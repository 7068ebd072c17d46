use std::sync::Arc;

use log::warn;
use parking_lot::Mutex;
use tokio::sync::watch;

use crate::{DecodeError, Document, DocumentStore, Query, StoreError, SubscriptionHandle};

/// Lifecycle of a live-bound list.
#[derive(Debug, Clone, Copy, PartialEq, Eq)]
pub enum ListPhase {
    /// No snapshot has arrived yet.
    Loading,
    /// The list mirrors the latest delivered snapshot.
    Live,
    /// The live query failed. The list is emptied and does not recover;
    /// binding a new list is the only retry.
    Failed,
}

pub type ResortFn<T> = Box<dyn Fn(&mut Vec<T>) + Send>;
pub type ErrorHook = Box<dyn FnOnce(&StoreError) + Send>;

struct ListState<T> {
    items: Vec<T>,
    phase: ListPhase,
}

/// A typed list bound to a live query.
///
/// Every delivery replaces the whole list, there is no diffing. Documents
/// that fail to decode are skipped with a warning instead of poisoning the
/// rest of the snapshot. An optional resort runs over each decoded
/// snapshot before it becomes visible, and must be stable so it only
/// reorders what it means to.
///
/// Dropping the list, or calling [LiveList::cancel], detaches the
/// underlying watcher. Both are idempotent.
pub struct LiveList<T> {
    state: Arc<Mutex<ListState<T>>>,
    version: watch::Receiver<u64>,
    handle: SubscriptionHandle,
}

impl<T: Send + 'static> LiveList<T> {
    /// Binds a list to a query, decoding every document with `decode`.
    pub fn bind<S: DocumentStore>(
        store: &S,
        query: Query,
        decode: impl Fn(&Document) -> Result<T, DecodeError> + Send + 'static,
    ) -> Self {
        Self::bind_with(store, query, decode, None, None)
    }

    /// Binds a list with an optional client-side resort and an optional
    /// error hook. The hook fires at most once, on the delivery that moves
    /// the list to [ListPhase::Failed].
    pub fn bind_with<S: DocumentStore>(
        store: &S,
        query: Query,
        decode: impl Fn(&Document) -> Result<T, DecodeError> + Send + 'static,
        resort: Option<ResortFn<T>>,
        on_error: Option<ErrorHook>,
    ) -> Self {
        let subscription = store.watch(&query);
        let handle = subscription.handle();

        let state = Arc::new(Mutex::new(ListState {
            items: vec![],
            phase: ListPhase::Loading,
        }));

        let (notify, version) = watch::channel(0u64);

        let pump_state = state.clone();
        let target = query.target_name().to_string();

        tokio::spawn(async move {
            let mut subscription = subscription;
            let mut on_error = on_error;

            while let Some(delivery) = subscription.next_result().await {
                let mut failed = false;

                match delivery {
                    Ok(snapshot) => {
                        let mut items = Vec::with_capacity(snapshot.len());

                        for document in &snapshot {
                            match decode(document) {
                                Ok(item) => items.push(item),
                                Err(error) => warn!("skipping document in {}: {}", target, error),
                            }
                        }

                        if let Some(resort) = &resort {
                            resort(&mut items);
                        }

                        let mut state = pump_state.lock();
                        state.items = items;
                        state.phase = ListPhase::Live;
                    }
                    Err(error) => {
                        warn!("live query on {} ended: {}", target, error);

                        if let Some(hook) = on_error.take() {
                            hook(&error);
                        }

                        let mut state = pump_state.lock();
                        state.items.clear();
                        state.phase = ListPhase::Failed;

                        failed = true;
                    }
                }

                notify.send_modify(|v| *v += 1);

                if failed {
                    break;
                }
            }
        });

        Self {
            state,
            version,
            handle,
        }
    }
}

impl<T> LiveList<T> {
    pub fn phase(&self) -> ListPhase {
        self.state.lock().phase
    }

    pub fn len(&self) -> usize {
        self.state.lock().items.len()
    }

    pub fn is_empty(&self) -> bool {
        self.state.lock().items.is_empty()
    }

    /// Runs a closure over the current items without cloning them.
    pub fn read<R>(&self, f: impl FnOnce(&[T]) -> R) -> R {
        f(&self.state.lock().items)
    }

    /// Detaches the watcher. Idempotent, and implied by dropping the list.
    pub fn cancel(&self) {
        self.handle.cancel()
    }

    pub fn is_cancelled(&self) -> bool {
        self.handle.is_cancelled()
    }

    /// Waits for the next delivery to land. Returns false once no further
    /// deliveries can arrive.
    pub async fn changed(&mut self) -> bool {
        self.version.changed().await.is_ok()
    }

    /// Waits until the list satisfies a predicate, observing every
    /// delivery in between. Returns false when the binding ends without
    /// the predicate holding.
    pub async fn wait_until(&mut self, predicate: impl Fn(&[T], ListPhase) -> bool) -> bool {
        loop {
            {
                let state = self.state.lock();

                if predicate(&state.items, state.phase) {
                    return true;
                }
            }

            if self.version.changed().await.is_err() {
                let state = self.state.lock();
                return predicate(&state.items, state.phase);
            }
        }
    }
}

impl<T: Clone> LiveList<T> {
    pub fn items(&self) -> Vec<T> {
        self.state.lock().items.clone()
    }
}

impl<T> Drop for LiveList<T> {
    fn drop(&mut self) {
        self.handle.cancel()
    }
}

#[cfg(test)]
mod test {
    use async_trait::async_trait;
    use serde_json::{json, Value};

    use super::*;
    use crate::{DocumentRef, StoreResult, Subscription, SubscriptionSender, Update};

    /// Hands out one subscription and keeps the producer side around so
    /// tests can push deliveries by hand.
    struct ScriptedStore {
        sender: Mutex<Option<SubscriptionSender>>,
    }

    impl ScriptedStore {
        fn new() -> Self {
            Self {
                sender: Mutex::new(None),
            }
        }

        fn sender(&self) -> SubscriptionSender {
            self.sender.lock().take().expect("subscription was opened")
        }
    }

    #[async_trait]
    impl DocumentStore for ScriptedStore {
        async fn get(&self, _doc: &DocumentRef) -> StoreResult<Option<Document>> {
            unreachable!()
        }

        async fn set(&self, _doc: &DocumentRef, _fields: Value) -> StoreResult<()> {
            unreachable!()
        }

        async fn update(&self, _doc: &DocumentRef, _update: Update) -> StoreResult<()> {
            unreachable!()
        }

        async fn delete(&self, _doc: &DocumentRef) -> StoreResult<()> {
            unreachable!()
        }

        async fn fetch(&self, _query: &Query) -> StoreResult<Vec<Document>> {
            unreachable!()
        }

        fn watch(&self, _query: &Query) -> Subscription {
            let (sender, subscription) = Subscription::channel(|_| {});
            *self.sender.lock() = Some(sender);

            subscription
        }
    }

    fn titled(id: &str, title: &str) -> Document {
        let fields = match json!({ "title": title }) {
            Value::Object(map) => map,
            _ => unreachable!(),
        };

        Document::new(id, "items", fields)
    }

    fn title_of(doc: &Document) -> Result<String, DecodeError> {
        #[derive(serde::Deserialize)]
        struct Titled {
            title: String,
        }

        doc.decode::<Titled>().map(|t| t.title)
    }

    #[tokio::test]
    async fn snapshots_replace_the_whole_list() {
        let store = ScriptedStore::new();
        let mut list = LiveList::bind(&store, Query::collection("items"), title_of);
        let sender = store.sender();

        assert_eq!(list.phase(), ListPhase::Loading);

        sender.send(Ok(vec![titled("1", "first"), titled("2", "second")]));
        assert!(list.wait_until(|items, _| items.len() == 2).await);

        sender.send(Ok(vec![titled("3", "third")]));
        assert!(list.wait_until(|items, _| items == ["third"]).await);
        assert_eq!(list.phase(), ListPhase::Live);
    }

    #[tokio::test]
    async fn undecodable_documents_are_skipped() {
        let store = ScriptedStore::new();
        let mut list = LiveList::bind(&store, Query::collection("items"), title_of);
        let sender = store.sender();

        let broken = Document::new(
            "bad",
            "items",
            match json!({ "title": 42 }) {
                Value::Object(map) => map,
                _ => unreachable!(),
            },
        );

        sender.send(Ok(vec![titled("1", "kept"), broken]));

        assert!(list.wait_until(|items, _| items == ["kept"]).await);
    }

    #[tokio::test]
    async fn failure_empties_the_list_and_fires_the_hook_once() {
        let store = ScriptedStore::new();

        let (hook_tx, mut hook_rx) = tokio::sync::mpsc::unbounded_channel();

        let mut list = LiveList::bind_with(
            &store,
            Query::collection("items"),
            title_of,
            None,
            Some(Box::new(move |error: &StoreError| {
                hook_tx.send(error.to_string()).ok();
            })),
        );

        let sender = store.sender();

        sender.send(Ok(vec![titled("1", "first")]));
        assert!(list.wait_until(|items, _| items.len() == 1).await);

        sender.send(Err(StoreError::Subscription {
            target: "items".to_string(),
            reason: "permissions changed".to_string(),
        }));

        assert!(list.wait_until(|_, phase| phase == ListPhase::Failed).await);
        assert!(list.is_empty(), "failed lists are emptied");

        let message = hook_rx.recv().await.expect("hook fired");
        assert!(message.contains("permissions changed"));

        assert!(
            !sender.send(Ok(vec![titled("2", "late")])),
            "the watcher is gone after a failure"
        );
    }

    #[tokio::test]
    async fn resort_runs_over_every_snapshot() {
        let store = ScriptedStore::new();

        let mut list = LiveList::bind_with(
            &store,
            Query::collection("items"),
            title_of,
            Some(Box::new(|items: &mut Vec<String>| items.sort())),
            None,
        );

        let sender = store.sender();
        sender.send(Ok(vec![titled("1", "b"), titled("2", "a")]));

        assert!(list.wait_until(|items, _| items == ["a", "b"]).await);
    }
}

....

Present each line from the listing that holds the string "ListState".

Output
struct ListState<T> {
    state: Arc<Mutex<ListState<T>>>,
        let state = Arc::new(Mutex::new(ListState {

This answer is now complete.